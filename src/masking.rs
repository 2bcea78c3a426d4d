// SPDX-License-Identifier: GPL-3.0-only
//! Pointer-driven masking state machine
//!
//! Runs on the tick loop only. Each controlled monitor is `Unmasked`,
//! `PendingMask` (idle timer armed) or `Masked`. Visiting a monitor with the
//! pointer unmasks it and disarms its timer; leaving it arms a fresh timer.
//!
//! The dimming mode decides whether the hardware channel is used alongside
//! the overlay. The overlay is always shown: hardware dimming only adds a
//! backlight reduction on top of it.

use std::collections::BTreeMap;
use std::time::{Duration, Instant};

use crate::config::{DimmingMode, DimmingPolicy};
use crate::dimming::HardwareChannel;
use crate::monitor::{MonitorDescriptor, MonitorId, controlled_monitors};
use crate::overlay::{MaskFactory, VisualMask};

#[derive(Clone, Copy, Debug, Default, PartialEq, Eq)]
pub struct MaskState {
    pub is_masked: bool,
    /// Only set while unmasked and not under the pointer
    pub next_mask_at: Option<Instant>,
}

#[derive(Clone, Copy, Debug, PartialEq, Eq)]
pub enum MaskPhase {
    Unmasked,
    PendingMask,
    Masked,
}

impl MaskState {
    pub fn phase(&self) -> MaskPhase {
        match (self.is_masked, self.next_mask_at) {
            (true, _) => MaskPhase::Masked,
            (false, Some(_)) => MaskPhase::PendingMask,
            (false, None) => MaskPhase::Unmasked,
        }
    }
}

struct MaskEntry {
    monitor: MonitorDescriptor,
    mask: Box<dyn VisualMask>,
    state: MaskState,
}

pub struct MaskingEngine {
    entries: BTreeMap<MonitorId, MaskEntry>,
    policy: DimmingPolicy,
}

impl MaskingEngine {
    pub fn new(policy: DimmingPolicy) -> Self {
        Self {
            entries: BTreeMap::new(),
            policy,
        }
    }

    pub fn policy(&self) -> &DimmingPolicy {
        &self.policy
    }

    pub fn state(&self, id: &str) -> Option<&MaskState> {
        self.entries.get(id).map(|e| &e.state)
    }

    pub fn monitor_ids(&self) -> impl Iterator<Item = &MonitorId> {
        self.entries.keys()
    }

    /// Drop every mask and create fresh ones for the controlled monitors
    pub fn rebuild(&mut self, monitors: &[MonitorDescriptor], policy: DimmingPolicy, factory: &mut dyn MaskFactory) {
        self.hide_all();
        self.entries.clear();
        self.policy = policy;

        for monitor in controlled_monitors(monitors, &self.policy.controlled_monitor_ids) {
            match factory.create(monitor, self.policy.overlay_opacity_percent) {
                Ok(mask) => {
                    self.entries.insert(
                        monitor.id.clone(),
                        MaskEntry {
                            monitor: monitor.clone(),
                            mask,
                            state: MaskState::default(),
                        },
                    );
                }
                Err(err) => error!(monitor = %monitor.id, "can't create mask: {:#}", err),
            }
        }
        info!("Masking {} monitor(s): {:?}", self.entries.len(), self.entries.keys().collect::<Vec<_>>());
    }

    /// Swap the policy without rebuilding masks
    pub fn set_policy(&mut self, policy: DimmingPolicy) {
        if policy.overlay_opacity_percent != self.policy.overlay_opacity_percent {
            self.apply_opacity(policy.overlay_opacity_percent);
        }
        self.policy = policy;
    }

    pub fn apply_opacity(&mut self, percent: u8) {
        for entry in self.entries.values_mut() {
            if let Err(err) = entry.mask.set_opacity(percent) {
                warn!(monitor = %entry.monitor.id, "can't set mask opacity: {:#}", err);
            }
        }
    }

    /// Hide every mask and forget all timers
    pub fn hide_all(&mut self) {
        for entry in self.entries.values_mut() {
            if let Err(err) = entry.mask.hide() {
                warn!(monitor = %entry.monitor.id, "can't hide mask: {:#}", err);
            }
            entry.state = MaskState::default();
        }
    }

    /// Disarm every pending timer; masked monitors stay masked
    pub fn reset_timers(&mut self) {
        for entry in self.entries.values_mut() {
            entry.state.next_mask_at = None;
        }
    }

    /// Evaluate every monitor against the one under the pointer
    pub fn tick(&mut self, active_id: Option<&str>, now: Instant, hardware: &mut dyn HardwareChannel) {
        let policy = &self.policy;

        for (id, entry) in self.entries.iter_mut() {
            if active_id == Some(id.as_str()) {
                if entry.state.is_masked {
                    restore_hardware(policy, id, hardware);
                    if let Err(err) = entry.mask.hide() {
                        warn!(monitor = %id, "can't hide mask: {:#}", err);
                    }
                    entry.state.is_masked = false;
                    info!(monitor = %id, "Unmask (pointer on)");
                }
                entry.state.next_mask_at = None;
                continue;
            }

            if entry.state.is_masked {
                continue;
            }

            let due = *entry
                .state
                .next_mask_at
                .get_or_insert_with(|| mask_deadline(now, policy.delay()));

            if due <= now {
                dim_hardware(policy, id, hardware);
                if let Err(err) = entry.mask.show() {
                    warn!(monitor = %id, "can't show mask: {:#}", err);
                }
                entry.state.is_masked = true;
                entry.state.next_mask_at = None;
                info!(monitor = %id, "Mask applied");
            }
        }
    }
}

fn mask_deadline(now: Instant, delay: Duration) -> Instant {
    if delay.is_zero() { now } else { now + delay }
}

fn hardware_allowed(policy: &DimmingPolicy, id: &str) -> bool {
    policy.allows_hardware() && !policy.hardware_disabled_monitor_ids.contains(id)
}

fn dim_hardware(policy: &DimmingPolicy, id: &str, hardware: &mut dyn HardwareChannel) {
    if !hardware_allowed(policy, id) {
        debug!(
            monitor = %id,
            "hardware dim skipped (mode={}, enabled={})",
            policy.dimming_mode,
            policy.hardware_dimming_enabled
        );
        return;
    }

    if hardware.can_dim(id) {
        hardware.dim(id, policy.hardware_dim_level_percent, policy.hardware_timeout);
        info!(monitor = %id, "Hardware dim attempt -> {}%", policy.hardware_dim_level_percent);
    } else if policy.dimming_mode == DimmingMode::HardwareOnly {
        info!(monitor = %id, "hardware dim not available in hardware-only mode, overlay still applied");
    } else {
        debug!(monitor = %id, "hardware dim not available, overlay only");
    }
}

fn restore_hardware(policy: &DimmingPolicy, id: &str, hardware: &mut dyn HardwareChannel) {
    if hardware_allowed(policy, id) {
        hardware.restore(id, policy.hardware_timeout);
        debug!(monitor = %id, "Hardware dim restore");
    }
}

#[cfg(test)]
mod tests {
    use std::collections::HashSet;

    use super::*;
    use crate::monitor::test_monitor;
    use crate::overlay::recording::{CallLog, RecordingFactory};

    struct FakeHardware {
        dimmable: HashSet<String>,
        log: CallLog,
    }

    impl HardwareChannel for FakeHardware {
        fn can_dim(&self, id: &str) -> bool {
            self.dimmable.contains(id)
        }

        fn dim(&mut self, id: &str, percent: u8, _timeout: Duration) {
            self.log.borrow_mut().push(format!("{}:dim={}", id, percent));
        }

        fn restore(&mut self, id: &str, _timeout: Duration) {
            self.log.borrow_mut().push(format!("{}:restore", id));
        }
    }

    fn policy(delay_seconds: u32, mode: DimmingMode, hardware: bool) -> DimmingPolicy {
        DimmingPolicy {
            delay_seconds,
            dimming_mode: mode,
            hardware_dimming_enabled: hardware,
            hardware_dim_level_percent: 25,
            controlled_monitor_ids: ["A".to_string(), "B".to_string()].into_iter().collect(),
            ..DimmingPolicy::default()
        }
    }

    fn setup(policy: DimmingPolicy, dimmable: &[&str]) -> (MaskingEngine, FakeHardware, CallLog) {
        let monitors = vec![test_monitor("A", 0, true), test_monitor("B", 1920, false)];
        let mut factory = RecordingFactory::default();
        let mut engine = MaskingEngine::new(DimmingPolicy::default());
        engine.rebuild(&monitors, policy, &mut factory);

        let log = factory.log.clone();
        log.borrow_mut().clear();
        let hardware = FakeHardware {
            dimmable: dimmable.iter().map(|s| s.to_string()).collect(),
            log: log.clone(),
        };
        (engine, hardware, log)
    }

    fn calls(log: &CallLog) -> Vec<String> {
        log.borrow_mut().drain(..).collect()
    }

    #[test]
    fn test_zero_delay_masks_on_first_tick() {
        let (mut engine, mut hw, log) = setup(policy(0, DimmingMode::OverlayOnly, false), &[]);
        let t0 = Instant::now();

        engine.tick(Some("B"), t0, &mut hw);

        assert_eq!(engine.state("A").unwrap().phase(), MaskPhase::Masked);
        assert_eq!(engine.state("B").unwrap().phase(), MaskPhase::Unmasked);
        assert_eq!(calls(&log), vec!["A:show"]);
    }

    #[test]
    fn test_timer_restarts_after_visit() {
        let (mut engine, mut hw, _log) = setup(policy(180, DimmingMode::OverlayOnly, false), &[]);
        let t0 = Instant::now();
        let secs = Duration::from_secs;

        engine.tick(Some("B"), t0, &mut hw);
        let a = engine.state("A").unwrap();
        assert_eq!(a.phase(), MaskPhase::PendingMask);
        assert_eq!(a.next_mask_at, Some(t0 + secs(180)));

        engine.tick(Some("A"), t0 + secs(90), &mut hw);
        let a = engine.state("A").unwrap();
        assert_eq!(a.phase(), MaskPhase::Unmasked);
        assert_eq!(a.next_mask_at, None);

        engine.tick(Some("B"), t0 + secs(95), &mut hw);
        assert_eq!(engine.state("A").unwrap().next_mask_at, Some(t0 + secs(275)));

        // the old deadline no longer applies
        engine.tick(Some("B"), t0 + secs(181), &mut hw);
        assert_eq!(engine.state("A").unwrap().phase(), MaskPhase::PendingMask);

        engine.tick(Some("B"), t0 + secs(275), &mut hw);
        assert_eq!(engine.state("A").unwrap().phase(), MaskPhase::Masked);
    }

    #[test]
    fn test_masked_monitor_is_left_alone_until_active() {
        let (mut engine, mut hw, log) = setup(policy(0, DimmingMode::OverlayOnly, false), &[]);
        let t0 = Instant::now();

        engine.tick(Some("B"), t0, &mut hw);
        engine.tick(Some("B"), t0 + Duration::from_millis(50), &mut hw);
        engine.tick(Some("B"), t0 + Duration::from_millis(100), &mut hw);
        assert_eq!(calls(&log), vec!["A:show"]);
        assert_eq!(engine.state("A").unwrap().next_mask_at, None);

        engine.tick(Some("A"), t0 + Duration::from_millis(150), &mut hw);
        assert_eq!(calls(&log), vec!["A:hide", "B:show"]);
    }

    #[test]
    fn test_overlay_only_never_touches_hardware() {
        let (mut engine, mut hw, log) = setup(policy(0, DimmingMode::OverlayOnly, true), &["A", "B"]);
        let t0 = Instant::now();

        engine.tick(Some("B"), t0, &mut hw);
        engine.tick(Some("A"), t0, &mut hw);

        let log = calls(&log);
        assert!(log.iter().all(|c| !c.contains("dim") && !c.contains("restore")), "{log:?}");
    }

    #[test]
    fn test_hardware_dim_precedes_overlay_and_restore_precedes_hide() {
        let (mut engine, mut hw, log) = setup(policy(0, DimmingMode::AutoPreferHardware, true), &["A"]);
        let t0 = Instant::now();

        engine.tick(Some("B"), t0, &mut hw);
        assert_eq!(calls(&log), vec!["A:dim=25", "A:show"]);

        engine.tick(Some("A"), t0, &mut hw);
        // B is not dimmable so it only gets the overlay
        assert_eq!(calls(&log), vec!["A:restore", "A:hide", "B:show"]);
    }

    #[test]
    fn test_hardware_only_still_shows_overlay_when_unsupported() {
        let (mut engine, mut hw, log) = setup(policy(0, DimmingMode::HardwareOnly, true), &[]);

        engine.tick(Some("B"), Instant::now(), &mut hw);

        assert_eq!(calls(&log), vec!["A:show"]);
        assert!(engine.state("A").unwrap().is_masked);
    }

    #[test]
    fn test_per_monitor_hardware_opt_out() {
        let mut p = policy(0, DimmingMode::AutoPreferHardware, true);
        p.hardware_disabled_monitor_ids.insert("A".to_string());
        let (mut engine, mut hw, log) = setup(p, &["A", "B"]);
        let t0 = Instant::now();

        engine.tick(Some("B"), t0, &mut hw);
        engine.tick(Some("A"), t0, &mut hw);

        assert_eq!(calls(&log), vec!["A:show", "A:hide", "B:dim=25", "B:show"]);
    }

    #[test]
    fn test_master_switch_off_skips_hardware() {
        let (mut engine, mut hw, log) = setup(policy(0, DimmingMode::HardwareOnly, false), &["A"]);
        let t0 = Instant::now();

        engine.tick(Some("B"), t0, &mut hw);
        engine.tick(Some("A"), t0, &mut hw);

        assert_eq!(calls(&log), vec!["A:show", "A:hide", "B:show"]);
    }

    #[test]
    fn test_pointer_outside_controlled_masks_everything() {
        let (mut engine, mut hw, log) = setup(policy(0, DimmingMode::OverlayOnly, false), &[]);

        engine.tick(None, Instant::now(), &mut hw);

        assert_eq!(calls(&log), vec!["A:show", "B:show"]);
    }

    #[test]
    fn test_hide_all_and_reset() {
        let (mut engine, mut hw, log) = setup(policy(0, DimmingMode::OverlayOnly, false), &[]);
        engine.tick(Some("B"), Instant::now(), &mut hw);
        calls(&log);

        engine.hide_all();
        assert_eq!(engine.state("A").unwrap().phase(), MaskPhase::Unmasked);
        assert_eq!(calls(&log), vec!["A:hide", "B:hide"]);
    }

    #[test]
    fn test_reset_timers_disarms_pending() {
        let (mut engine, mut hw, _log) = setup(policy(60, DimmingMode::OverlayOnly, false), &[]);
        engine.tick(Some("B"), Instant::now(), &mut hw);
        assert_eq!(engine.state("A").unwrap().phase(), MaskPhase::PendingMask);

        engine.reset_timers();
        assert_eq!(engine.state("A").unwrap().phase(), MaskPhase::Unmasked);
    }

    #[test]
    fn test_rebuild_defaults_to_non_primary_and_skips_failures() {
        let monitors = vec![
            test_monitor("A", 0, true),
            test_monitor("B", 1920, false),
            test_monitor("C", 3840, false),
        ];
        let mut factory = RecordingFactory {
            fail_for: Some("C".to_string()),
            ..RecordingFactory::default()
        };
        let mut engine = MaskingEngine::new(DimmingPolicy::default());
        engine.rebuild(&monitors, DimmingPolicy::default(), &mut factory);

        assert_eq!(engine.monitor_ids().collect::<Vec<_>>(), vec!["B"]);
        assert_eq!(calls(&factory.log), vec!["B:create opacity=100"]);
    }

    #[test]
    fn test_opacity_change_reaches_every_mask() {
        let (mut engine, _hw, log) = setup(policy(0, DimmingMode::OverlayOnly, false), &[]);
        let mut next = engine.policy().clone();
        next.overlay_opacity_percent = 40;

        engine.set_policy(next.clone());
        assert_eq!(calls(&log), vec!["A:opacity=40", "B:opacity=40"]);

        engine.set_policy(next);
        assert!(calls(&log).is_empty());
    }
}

++++++++++++++++++++

| Problem details |
Search the entries above for "HashSet". Return every line that has it.

| Answer space |
    use std::collections::HashSet;
        dimmable: HashSet<String>,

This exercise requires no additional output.